(Record excerpts Opens)

use core::cmp::Ordering;

use serde::{Deserialize, Serialize};

use livelum_core::criteria::{cmp_text, contains_ignore_case, normalize_text};
use livelum_core::{CompanyId, CompanyScoped, Entity, Pagination, SearchCriteria, Sequenced, SortOrder};

use crate::document::{Document, DocumentKind, DocumentStatus};

#[derive(Debug, Clone, Copy, Default, PartialEq, Eq, Serialize, Deserialize)]
#[serde(rename_all = "camelCase")]
pub enum DocumentSortField {
    #[default]
    Number,
    Code,
    Title,
    Kind,
    Status,
    UpdatedAt,
}

/// Document search; the free-text filter matches title or code.
#[derive(Debug, Clone, Default, PartialEq, Eq)]
pub struct DocumentSearchCriteria {
    company_id: Option<CompanyId>,
    search: Option<String>,
    kind: Option<DocumentKind>,
    status: Option<DocumentStatus>,
    sort_by: DocumentSortField,
    sort_order: SortOrder,
    pagination: Pagination,
}

impl DocumentSearchCriteria {
    pub fn builder() -> DocumentSearchCriteriaBuilder {
        DocumentSearchCriteriaBuilder::default()
    }

    pub fn company_id(&self) -> Option<CompanyId> {
        self.company_id
    }

    pub fn search(&self) -> Option<&str> {
        self.search.as_deref()
    }

    pub fn kind(&self) -> Option<DocumentKind> {
        self.kind
    }

    pub fn status(&self) -> Option<DocumentStatus> {
        self.status
    }

    pub fn sort_by(&self) -> DocumentSortField {
        self.sort_by
    }

    pub fn sort_order(&self) -> SortOrder {
        self.sort_order
    }

    pub fn limit(&self) -> Option<u32> {
        self.pagination.limit
    }

    pub fn offset(&self) -> Option<u32> {
        self.pagination.offset
    }
}

#[derive(Debug, Clone, Default)]
pub struct DocumentSearchCriteriaBuilder {
    inner: DocumentSearchCriteria,
}

impl DocumentSearchCriteriaBuilder {
    pub fn with_company(mut self, company_id: CompanyId) -> Self {
        self.inner.company_id = Some(company_id);
        self
    }

    pub fn with_search(mut self, search: Option<String>) -> Self {
        self.inner.search = normalize_text(search);
        self
    }

    pub fn with_kind(mut self, kind: Option<DocumentKind>) -> Self {
        self.inner.kind = kind;
        self
    }

    pub fn with_status(mut self, status: Option<DocumentStatus>) -> Self {
        self.inner.status = status;
        self
    }

    pub fn with_sort(mut self, field: DocumentSortField, order: SortOrder) -> Self {
        self.inner.sort_by = field;
        self.inner.sort_order = order;
        self
    }

    pub fn with_pagination(mut self, page: u32, limit: u32) -> Self {
        self.inner.pagination = Pagination::from_page(page, limit);
        self
    }

    pub fn build(self) -> DocumentSearchCriteria {
        self.inner
    }
}

impl SearchCriteria<Document> for DocumentSearchCriteria {
    fn matches(&self, d: &Document) -> bool {
        if self.company_id.is_some_and(|c| c != d.company_id()) {
            return false;
        }
        if self.kind.is_some_and(|k| k != d.kind()) {
            return false;
        }
        if self.status.is_some_and(|s| s != d.status()) {
            return false;
        }
        self.search
            .as_deref()
            .is_none_or(|q| contains_ignore_case(d.title(), q) || contains_ignore_case(d.code(), q))
    }

    fn compare(&self, a: &Document, b: &Document) -> Ordering {
        let primary = match self.sort_by {
            DocumentSortField::Number => a.number().cmp(&b.number()),
            DocumentSortField::Code => cmp_text(a.code(), b.code()),
            DocumentSortField::Title => cmp_text(a.title(), b.title()),
            DocumentSortField::Kind => a.kind().as_str().cmp(b.kind().as_str()),
            DocumentSortField::Status => a.status().as_str().cmp(b.status().as_str()),
            DocumentSortField::UpdatedAt => a.updated_at().cmp(&b.updated_at()),
        };
        self.sort_order
            .apply(primary)
            .then_with(|| a.id().cmp(b.id()))
    }

    fn pagination(&self) -> Pagination {
        self.pagination
    }
}

#[cfg(test)]
mod tests {
    use super::*;
    use chrono::Utc;
    use livelum_core::criteria::select;

    use crate::document::NewDocument;

    #[test]
    fn search_matches_code() {
        let company = CompanyId::new();
        let docs: Vec<Document> = [("PR-001", "Compras"), ("MN-001", "Manual de calidad")]
            .into_iter()
            .enumerate()
            .map(|(i, (code, title))| {
                Document::create(
                    NewDocument {
                        number: i as u32 + 1,
                        code: code.into(),
                        title: title.into(),
                        kind: DocumentKind::Manual,
                        version: None,
                        owner_id: None,
                        company_id: company,
                    },
                    Utc::now(),
                )
                .unwrap()
            })
            .collect();

        let criteria = DocumentSearchCriteria::builder()
            .with_search(Some("pr-".into()))
            .build();
        let found = select(docs, &criteria);
        assert_eq!(found.len(), 1);
        assert_eq!(found[0].title(), "Compras");
    }
}
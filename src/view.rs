//! View state, time-window math and vertical scaling
//!
//! Everything here is pure arithmetic over a [`Recording`](crate::Recording)'s
//! shape. [`render_frame`](crate::render_frame) combines it into draw
//! primitives.

use std::ops::Range;

use log::{trace, warn};

use crate::types::ChannelDescriptor;

/// Drag-to-scroll damping used when none is configured
pub const DEFAULT_DRAG_SENSITIVITY: f64 = 5.0;

/// Initial settings for a [`ViewState`]
///
/// ```rust
/// use edfview::{ViewConfig, ViewState};
///
/// let config = ViewConfig::default()
///     .with_time_window(30.0)
///     .with_auto_scale(true);
/// let state = ViewState::from_config(&config);
///
/// assert_eq!(state.time_window_seconds(), 30.0);
/// assert_eq!(state.amplitude_scale(), 1.0);
/// assert!(state.auto_scale());
/// ```
#[derive(Debug, Clone, PartialEq)]
pub struct ViewConfig {
    pub amplitude_scale: f64,
    pub time_window_seconds: f64,
    pub scroll_percent: f64,
    pub auto_scale: bool,
    /// Divides the pointer travel (in percent of the viewport) before it is
    /// applied to the scroll position
    pub drag_sensitivity: f64,
}

impl Default for ViewConfig {
    fn default() -> Self {
        ViewConfig {
            amplitude_scale: 1.0,
            time_window_seconds: 10.0,
            scroll_percent: 0.0,
            auto_scale: false,
            drag_sensitivity: DEFAULT_DRAG_SENSITIVITY,
        }
    }
}

impl ViewConfig {
    pub fn with_amplitude_scale(mut self, scale: f64) -> Self {
        self.amplitude_scale = scale;
        self
    }

    pub fn with_time_window(mut self, seconds: f64) -> Self {
        self.time_window_seconds = seconds;
        self
    }

    pub fn with_scroll_percent(mut self, percent: f64) -> Self {
        self.scroll_percent = percent;
        self
    }

    pub fn with_auto_scale(mut self, auto_scale: bool) -> Self {
        self.auto_scale = auto_scale;
        self
    }

    pub fn with_drag_sensitivity(mut self, divisor: f64) -> Self {
        self.drag_sensitivity = divisor;
        self
    }
}

/// Pan interaction state
#[derive(Debug, Clone, Copy, PartialEq, Default)]
pub enum DragState {
    #[default]
    Idle,
    Dragging {
        anchor_scroll_percent: f64,
        anchor_pointer_x: f64,
    },
}

/// Pointer input fed to [`ViewState::handle_pointer`]
#[derive(Debug, Clone, Copy, PartialEq)]
pub enum PointerEvent {
    Down { x: f64 },
    Move { x: f64 },
    Up,
    Leave,
}

/// Mutable view settings read by the renderer on every frame
///
/// Setters sanitise their input instead of failing: scroll is clamped into
/// `[0, 100]`, and non-positive or non-finite scale and window values are
/// ignored. Every setter returns whether the state actually changed.
#[derive(Debug, Clone, PartialEq)]
pub struct ViewState {
    amplitude_scale: f64,
    time_window_seconds: f64,
    scroll_percent: f64,
    auto_scale: bool,
    drag: DragState,
    drag_sensitivity: f64,
}

impl Default for ViewState {
    fn default() -> Self {
        Self::from_config(&ViewConfig::default())
    }
}

impl ViewState {
    pub fn new() -> Self {
        Self::default()
    }

    /// Builds a state from `config`, replacing invalid values with defaults
    pub fn from_config(config: &ViewConfig) -> Self {
        let defaults = ViewConfig::default();
        let positive_or = |v: f64, fallback: f64| if is_positive(v) { v } else { fallback };

        ViewState {
            amplitude_scale: positive_or(config.amplitude_scale, defaults.amplitude_scale),
            time_window_seconds: positive_or(config.time_window_seconds, defaults.time_window_seconds),
            scroll_percent: clamp_percent(config.scroll_percent),
            auto_scale: config.auto_scale,
            drag: DragState::Idle,
            drag_sensitivity: positive_or(config.drag_sensitivity, defaults.drag_sensitivity),
        }
    }

    pub fn amplitude_scale(&self) -> f64 {
        self.amplitude_scale
    }

    pub fn time_window_seconds(&self) -> f64 {
        self.time_window_seconds
    }

    pub fn scroll_percent(&self) -> f64 {
        self.scroll_percent
    }

    pub fn auto_scale(&self) -> bool {
        self.auto_scale
    }

    pub fn drag_state(&self) -> DragState {
        self.drag
    }

    pub fn drag_sensitivity(&self) -> f64 {
        self.drag_sensitivity
    }

    pub fn set_amplitude_scale(&mut self, scale: f64) -> bool {
        if !is_positive(scale) {
            warn!("Ignoring amplitude scale {}", scale);
            return false;
        }
        replace(&mut self.amplitude_scale, scale)
    }

    pub fn set_time_window(&mut self, seconds: f64) -> bool {
        if !is_positive(seconds) {
            warn!("Ignoring time window {}", seconds);
            return false;
        }
        replace(&mut self.time_window_seconds, seconds)
    }

    pub fn set_scroll_percent(&mut self, percent: f64) -> bool {
        replace(&mut self.scroll_percent, clamp_percent(percent))
    }

    pub fn set_auto_scale(&mut self, auto_scale: bool) -> bool {
        let changed = self.auto_scale != auto_scale;
        self.auto_scale = auto_scale;
        changed
    }

    pub fn set_drag_sensitivity(&mut self, divisor: f64) -> bool {
        if !is_positive(divisor) {
            warn!("Ignoring drag sensitivity {}", divisor);
            return false;
        }
        replace(&mut self.drag_sensitivity, divisor)
    }

    /// Drops any drag in progress without touching the scroll position
    pub fn cancel_drag(&mut self) {
        self.drag = DragState::Idle;
    }

    /// Advances the pan state machine
    ///
    /// `Down` anchors a drag from `Idle` (ignored while already dragging),
    /// `Move` while dragging rescrolls relative to the anchor, `Up`/`Leave`
    /// return to `Idle`. Any other combination is a no-op. Returns whether
    /// the scroll position changed.
    ///
    /// ```rust
    /// use edfview::{DragState, PointerEvent, ViewState};
    ///
    /// let mut state = ViewState::new();
    /// state.set_scroll_percent(50.0);
    ///
    /// state.handle_pointer(PointerEvent::Down { x: 400.0 }, 800.0);
    /// // 向左拖动半个视口：50% / 5 = 10%
    /// assert!(state.handle_pointer(PointerEvent::Move { x: 0.0 }, 800.0));
    /// assert_eq!(state.scroll_percent(), 60.0);
    ///
    /// state.handle_pointer(PointerEvent::Up, 800.0);
    /// assert_eq!(state.drag_state(), DragState::Idle);
    /// ```
    pub fn handle_pointer(&mut self, event: PointerEvent, viewport_width: f64) -> bool {
        match (self.drag, event) {
            (DragState::Idle, PointerEvent::Down { x }) => {
                self.drag = DragState::Dragging {
                    anchor_scroll_percent: self.scroll_percent,
                    anchor_pointer_x: x,
                };
                trace!("Drag started at x={} scroll={}", x, self.scroll_percent);
                false
            }
            (
                DragState::Dragging {
                    anchor_scroll_percent,
                    anchor_pointer_x,
                },
                PointerEvent::Move { x },
            ) => {
                if !is_positive(viewport_width) {
                    return false;
                }
                let travel = (x - anchor_pointer_x) / viewport_width * 100.0;
                let target = anchor_scroll_percent - travel / self.drag_sensitivity;
                self.set_scroll_percent(target)
            }
            (DragState::Dragging { .. }, PointerEvent::Up | PointerEvent::Leave) => {
                self.drag = DragState::Idle;
                trace!("Drag ended at scroll={}", self.scroll_percent);
                false
            }
            _ => false,
        }
    }
}

fn is_positive(v: f64) -> bool {
    v.is_finite() && v > 0.0
}

fn clamp_percent(percent: f64) -> f64 {
    if percent.is_nan() {
        0.0
    } else {
        percent.clamp(0.0, 100.0)
    }
}

fn replace(slot: &mut f64, value: f64) -> bool {
    let changed = *slot != value;
    *slot = value;
    changed
}

/// Visible span of the timeline in seconds
#[derive(Debug, Clone, Copy, PartialEq)]
pub struct TimeWindow {
    pub start: f64,
    pub end: f64,
}

impl TimeWindow {
    /// Window for a recording of `duration` seconds under `state`
    ///
    /// `start = scroll/100 × max(0, duration − window)`,
    /// `end = min(start + window, duration)`.
    ///
    /// At full scroll, or when the window covers the whole recording, `end`
    /// is exactly `duration`.
    pub fn compute(duration: f64, state: &ViewState) -> Self {
        let duration = if duration.is_finite() { duration.max(0.0) } else { 0.0 };
        let window = state.time_window_seconds;
        let start = state.scroll_percent / 100.0 * (duration - window).max(0.0);
        // (d − w) + w 在浮点下可能比 d 小一个 ulp
        let end = if state.scroll_percent >= 100.0 || window >= duration {
            duration
        } else {
            (start + window).min(duration)
        };
        TimeWindow { start, end }
    }

    pub fn span(&self) -> f64 {
        self.end - self.start
    }

    /// Sample indices of a channel at `rate` Hz that fall inside the window
    ///
    /// `[floor(start × rate), min(ceil(end × rate), sample_count))`, always
    /// satisfying `start <= end <= sample_count`.
    pub fn sample_range(&self, rate: f64, sample_count: usize) -> Range<usize> {
        if !is_positive(rate) {
            return 0..0;
        }
        let end = ((self.end * rate).ceil().max(0.0) as usize).min(sample_count);
        let start = ((self.start * rate).floor().max(0.0) as usize).min(end);
        start..end
    }
}

/// Maps a channel's physical values onto its band
#[derive(Debug, Clone, Copy, PartialEq)]
pub struct VerticalScale {
    /// Physical value drawn at the band centre
    pub center: f64,
    /// Pixels per physical unit
    pub pixel_scale: f64,
}

impl VerticalScale {
    /// Scale from the channel's declared physical range
    pub fn fixed(descriptor: &ChannelDescriptor, channel_height: f64, amplitude_scale: f64) -> Self {
        let range = descriptor.physical_max - descriptor.physical_min;
        let pixel_scale = if range != 0.0 && range.is_finite() {
            channel_height * 0.4 / range * amplitude_scale
        } else {
            1.0
        };
        VerticalScale {
            center: (descriptor.physical_max + descriptor.physical_min) / 2.0,
            pixel_scale,
        }
    }

    /// Scale from the min/max of the visible samples
    ///
    /// A flat or empty window falls back to unit scale.
    pub fn auto(visible: &[f64], channel_height: f64, amplitude_scale: f64) -> Self {
        let (min, max) = visible
            .iter()
            .fold((f64::INFINITY, f64::NEG_INFINITY), |(lo, hi), &v| (lo.min(v), hi.max(v)));
        if visible.is_empty() {
            return VerticalScale { center: 0.0, pixel_scale: 1.0 };
        }
        let range = max - min;
        let pixel_scale = if range > 0.0 {
            channel_height * 0.8 / range * amplitude_scale
        } else {
            1.0
        };
        VerticalScale {
            center: (max + min) / 2.0,
            pixel_scale,
        }
    }

    /// Vertical pixel position of `value` in a band centred at `center_y`
    pub fn y(&self, value: f64, center_y: f64) -> f64 {
        center_y - (value - self.center) * self.pixel_scale
    }
}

(Record excerpts Closes)

→ The problem:
Report every line of the data above that contains the string "span" by copying it in full.

→ Task solution:
/// Visible span of the timeline in seconds
    pub fn span(&self) -> f64 {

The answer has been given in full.